> TASK DIRECTIONS: From the first line to the last, print the data exactly as written.

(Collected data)
____
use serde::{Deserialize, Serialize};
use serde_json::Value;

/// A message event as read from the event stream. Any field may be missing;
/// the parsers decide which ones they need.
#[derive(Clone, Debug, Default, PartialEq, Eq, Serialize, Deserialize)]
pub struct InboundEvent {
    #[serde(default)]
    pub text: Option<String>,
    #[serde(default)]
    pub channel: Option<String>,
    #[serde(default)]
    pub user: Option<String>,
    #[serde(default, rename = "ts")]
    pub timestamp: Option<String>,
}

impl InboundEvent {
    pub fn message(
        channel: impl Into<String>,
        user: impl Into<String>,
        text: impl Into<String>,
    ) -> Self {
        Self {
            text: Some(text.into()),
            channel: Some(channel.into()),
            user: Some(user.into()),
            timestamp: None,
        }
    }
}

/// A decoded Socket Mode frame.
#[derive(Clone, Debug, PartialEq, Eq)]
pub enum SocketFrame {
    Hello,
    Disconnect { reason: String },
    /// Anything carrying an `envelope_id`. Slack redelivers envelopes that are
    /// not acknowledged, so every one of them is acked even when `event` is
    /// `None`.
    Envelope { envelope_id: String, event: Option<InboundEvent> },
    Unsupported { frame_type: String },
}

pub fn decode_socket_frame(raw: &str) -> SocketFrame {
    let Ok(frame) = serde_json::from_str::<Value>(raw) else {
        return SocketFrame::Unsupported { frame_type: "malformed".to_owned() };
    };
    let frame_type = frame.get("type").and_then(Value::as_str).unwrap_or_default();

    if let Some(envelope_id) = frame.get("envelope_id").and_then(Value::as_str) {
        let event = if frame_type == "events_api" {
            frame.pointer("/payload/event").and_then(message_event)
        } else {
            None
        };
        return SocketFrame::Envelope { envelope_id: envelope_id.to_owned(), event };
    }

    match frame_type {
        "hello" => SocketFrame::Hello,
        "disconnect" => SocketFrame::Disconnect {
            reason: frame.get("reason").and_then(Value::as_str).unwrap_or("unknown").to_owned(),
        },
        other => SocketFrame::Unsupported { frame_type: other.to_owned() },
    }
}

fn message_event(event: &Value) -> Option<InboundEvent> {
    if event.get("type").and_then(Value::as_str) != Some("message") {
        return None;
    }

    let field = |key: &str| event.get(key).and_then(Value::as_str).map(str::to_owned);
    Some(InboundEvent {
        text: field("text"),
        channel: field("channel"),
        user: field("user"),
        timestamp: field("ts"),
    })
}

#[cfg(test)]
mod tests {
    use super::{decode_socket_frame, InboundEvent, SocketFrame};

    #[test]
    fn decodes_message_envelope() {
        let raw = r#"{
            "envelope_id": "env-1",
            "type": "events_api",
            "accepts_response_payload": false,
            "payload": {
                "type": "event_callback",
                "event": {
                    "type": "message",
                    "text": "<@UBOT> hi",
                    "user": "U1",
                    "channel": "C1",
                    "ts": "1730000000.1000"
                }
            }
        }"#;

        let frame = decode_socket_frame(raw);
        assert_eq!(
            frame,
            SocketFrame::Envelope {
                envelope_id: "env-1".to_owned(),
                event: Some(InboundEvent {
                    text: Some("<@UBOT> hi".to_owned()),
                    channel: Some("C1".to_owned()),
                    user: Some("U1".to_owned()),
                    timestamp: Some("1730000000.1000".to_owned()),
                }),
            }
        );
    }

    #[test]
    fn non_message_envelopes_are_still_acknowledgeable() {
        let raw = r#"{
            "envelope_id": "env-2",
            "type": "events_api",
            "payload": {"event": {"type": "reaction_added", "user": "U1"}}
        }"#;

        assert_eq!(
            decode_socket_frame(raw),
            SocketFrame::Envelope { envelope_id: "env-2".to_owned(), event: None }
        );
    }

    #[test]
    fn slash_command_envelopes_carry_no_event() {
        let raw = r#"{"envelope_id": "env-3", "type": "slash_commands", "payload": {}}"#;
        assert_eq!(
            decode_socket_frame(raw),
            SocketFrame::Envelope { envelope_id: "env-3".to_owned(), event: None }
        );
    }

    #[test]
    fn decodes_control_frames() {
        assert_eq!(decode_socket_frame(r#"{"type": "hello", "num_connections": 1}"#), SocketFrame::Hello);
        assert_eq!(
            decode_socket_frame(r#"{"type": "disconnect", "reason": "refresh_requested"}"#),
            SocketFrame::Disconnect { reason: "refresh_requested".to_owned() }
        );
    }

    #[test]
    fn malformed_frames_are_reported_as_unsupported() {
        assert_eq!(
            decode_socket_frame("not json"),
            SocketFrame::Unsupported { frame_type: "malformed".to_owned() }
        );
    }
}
____
> ANSWER TO THIS TASK:
use serde::{Deserialize, Serialize};
use serde_json::Value;

/// A message event as read from the event stream. Any field may be missing;
/// the parsers decide which ones they need.
#[derive(Clone, Debug, Default, PartialEq, Eq, Serialize, Deserialize)]
pub struct InboundEvent {
    #[serde(default)]
    pub text: Option<String>,
    #[serde(default)]
    pub channel: Option<String>,
    #[serde(default)]
    pub user: Option<String>,
    #[serde(default, rename = "ts")]
    pub timestamp: Option<String>,
}

impl InboundEvent {
    pub fn message(
        channel: impl Into<String>,
        user: impl Into<String>,
        text: impl Into<String>,
    ) -> Self {
        Self {
            text: Some(text.into()),
            channel: Some(channel.into()),
            user: Some(user.into()),
            timestamp: None,
        }
    }
}

/// A decoded Socket Mode frame.
#[derive(Clone, Debug, PartialEq, Eq)]
pub enum SocketFrame {
    Hello,
    Disconnect { reason: String },
    /// Anything carrying an `envelope_id`. Slack redelivers envelopes that are
    /// not acknowledged, so every one of them is acked even when `event` is
    /// `None`.
    Envelope { envelope_id: String, event: Option<InboundEvent> },
    Unsupported { frame_type: String },
}

pub fn decode_socket_frame(raw: &str) -> SocketFrame {
    let Ok(frame) = serde_json::from_str::<Value>(raw) else {
        return SocketFrame::Unsupported { frame_type: "malformed".to_owned() };
    };
    let frame_type = frame.get("type").and_then(Value::as_str).unwrap_or_default();

    if let Some(envelope_id) = frame.get("envelope_id").and_then(Value::as_str) {
        let event = if frame_type == "events_api" {
            frame.pointer("/payload/event").and_then(message_event)
        } else {
            None
        };
        return SocketFrame::Envelope { envelope_id: envelope_id.to_owned(), event };
    }

    match frame_type {
        "hello" => SocketFrame::Hello,
        "disconnect" => SocketFrame::Disconnect {
            reason: frame.get("reason").and_then(Value::as_str).unwrap_or("unknown").to_owned(),
        },
        other => SocketFrame::Unsupported { frame_type: other.to_owned() },
    }
}

fn message_event(event: &Value) -> Option<InboundEvent> {
    if event.get("type").and_then(Value::as_str) != Some("message") {
        return None;
    }

    let field = |key: &str| event.get(key).and_then(Value::as_str).map(str::to_owned);
    Some(InboundEvent {
        text: field("text"),
        channel: field("channel"),
        user: field("user"),
        timestamp: field("ts"),
    })
}

#[cfg(test)]
mod tests {
    use super::{decode_socket_frame, InboundEvent, SocketFrame};

    #[test]
    fn decodes_message_envelope() {
        let raw = r#"{
            "envelope_id": "env-1",
            "type": "events_api",
            "accepts_response_payload": false,
            "payload": {
                "type": "event_callback",
                "event": {
                    "type": "message",
                    "text": "<@UBOT> hi",
                    "user": "U1",
                    "channel": "C1",
                    "ts": "1730000000.1000"
                }
            }
        }"#;

        let frame = decode_socket_frame(raw);
        assert_eq!(
            frame,
            SocketFrame::Envelope {
                envelope_id: "env-1".to_owned(),
                event: Some(InboundEvent {
                    text: Some("<@UBOT> hi".to_owned()),
                    channel: Some("C1".to_owned()),
                    user: Some("U1".to_owned()),
                    timestamp: Some("1730000000.1000".to_owned()),
                }),
            }
        );
    }

    #[test]
    fn non_message_envelopes_are_still_acknowledgeable() {
        let raw = r#"{
            "envelope_id": "env-2",
            "type": "events_api",
            "payload": {"event": {"type": "reaction_added", "user": "U1"}}
        }"#;

        assert_eq!(
            decode_socket_frame(raw),
            SocketFrame::Envelope { envelope_id: "env-2".to_owned(), event: None }
        );
    }

    #[test]
    fn slash_command_envelopes_carry_no_event() {
        let raw = r#"{"envelope_id": "env-3", "type": "slash_commands", "payload": {}}"#;
        assert_eq!(
            decode_socket_frame(raw),
            SocketFrame::Envelope { envelope_id: "env-3".to_owned(), event: None }
        );
    }

    #[test]
    fn decodes_control_frames() {
        assert_eq!(decode_socket_frame(r#"{"type": "hello", "num_connections": 1}"#), SocketFrame::Hello);
        assert_eq!(
            decode_socket_frame(r#"{"type": "disconnect", "reason": "refresh_requested"}"#),
            SocketFrame::Disconnect { reason: "refresh_requested".to_owned() }
        );
    }

    #[test]
    fn malformed_frames_are_reported_as_unsupported() {
        assert_eq!(
            decode_socket_frame("not json"),
            SocketFrame::Unsupported { frame_type: "malformed".to_owned() }
        );
    }
}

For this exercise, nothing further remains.